**EXERCISE REQUIREMENTS**: The required output is the full listing below, reproduced word for word.

**EXTRACTED ENTRIES**:
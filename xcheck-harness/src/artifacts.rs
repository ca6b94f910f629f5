//! Failure artifacts and stored templates on disk.

use crate::error::Error;
use std::path::{Path, PathBuf};

/// Paths of the pair of files written for a failed test.
#[derive(Clone, Debug, PartialEq, Eq)]
pub struct ArtifactPaths {
    /// Expected output.
    pub expected: PathBuf,
    /// Actual output.
    pub actual: PathBuf,
}

impl ArtifactPaths {
    /// Computes artifact paths for the test with the given file name.
    ///
    /// The expected-output artifact is normally `<basename>.exp`, which is also
    /// how stored templates are named. When that would be the test's own
    /// template (the artifacts directory is the test's directory), both
    /// artifacts are named `<basename>.fail.*` instead so the template is
    /// never overwritten or removed.
    ///
    /// # Arguments
    ///
    /// * `dir` - Directory artifacts are written to.
    /// * `basename` - The test's file name.
    /// * `template` - Path of the test's stored template.
    pub fn new(dir: &Path, basename: &str, template: &Path) -> Self {
        let expected = dir.join(format!("{basename}.exp"));
        if !same_location(&expected, template) {
            return Self {
                expected,
                actual: dir.join(format!("{basename}.out")),
            };
        }

        tracing::debug!(
            target: "runner",
            "artifacts for {basename} would clobber {}; using .fail suffix",
            template.display()
        );

        Self {
            expected: dir.join(format!("{basename}.fail.exp")),
            actual: dir.join(format!("{basename}.fail.out")),
        }
    }

    /// Writes both artifacts, verbatim.
    pub fn write(&self, expected: &[u8], actual: &[u8]) -> Result<(), Error> {
        write_file(&self.expected, expected)?;
        write_file(&self.actual, actual)
    }

    /// Removes both artifacts, if present.
    pub fn remove(&self) -> Result<(), Error> {
        remove_file_if_exists(&self.expected)?;
        remove_file_if_exists(&self.actual)
    }
}

/// Reads a stored template, if there is one.
pub fn read_template(path: &Path) -> Result<Option<Vec<u8>>, Error> {
    match std::fs::read(path) {
        Ok(contents) => Ok(Some(contents)),
        Err(e) if e.kind() == std::io::ErrorKind::NotFound => Ok(None),
        Err(e) => Err(Error::Artifact(path.to_path_buf(), e)),
    }
}

/// Stores a template.
pub fn write_template(path: &Path, contents: &[u8]) -> Result<(), Error> {
    write_file(path, contents)
}

/// Returns whether two paths name the same file, whether or not it exists yet.
fn same_location(a: &Path, b: &Path) -> bool {
    match (resolve(a), resolve(b)) {
        (Some(a), Some(b)) => a == b,
        _ => a == b,
    }
}

/// Resolves a path's directory, leaving its final component alone.
fn resolve(path: &Path) -> Option<PathBuf> {
    let file_name = path.file_name()?;
    let parent = path
        .parent()
        .filter(|p| !p.as_os_str().is_empty())
        .unwrap_or_else(|| Path::new("."));

    std::fs::canonicalize(parent)
        .ok()
        .map(|dir| dir.join(file_name))
}

fn write_file(path: &Path, contents: &[u8]) -> Result<(), Error> {
    std::fs::write(path, contents).map_err(|e| Error::Artifact(path.to_path_buf(), e))
}

fn remove_file_if_exists(path: &Path) -> Result<(), Error> {
    match std::fs::remove_file(path) {
        Ok(()) => Ok(()),
        Err(e) if e.kind() == std::io::ErrorKind::NotFound => Ok(()),
        Err(e) => Err(Error::Artifact(path.to_path_buf(), e)),
    }
}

**ANSWER FOR THE TASK**:
filename xcheck-harness/src/artifacts.rs
repository ca6b94f910f629f5
//! Failure artifacts and stored templates on disk.

use crate::error::Error;
use std::path::{Path, PathBuf};

/// Paths of the pair of files written for a failed test.
#[derive(Clone, Debug, PartialEq, Eq)]
pub struct ArtifactPaths {
    /// Expected output.
    pub expected: PathBuf,
    /// Actual output.
    pub actual: PathBuf,
}

impl ArtifactPaths {
    /// Computes artifact paths for the test with the given file name.
    ///
    /// The expected-output artifact is normally `<basename>.exp`, which is also
    /// how stored templates are named. When that would be the test's own
    /// template (the artifacts directory is the test's directory), both
    /// artifacts are named `<basename>.fail.*` instead so the template is
    /// never overwritten or removed.
    ///
    /// # Arguments
    ///
    /// * `dir` - Directory artifacts are written to.
    /// * `basename` - The test's file name.
    /// * `template` - Path of the test's stored template.
    pub fn new(dir: &Path, basename: &str, template: &Path) -> Self {
        let expected = dir.join(format!("{basename}.exp"));
        if !same_location(&expected, template) {
            return Self {
                expected,
                actual: dir.join(format!("{basename}.out")),
            };
        }

        tracing::debug!(
            target: "runner",
            "artifacts for {basename} would clobber {}; using .fail suffix",
            template.display()
        );

        Self {
            expected: dir.join(format!("{basename}.fail.exp")),
            actual: dir.join(format!("{basename}.fail.out")),
        }
    }

    /// Writes both artifacts, verbatim.
    pub fn write(&self, expected: &[u8], actual: &[u8]) -> Result<(), Error> {
        write_file(&self.expected, expected)?;
        write_file(&self.actual, actual)
    }

    /// Removes both artifacts, if present.
    pub fn remove(&self) -> Result<(), Error> {
        remove_file_if_exists(&self.expected)?;
        remove_file_if_exists(&self.actual)
    }
}

/// Reads a stored template, if there is one.
pub fn read_template(path: &Path) -> Result<Option<Vec<u8>>, Error> {
    match std::fs::read(path) {
        Ok(contents) => Ok(Some(contents)),
        Err(e) if e.kind() == std::io::ErrorKind::NotFound => Ok(None),
        Err(e) => Err(Error::Artifact(path.to_path_buf(), e)),
    }
}

/// Stores a template.
pub fn write_template(path: &Path, contents: &[u8]) -> Result<(), Error> {
    write_file(path, contents)
}

/// Returns whether two paths name the same file, whether or not it exists yet.
fn same_location(a: &Path, b: &Path) -> bool {
    match (resolve(a), resolve(b)) {
        (Some(a), Some(b)) => a == b,
        _ => a == b,
    }
}

/// Resolves a path's directory, leaving its final component alone.
fn resolve(path: &Path) -> Option<PathBuf> {
    let file_name = path.file_name()?;
    let parent = path
        .parent()
        .filter(|p| !p.as_os_str().is_empty())
        .unwrap_or_else(|| Path::new("."));

    std::fs::canonicalize(parent)
        .ok()
        .map(|dir| dir.join(file_name))
}

fn write_file(path: &Path, contents: &[u8]) -> Result<(), Error> {
    std::fs::write(path, contents).map_err(|e| Error::Artifact(path.to_path_buf(), e))
}

fn remove_file_if_exists(path: &Path) -> Result<(), Error> {
    match std::fs::remove_file(path) {
        Ok(()) => Ok(()),
        Err(e) if e.kind() == std::io::ErrorKind::NotFound => Ok(()),
        Err(e) => Err(Error::Artifact(path.to_path_buf(), e)),
    }
}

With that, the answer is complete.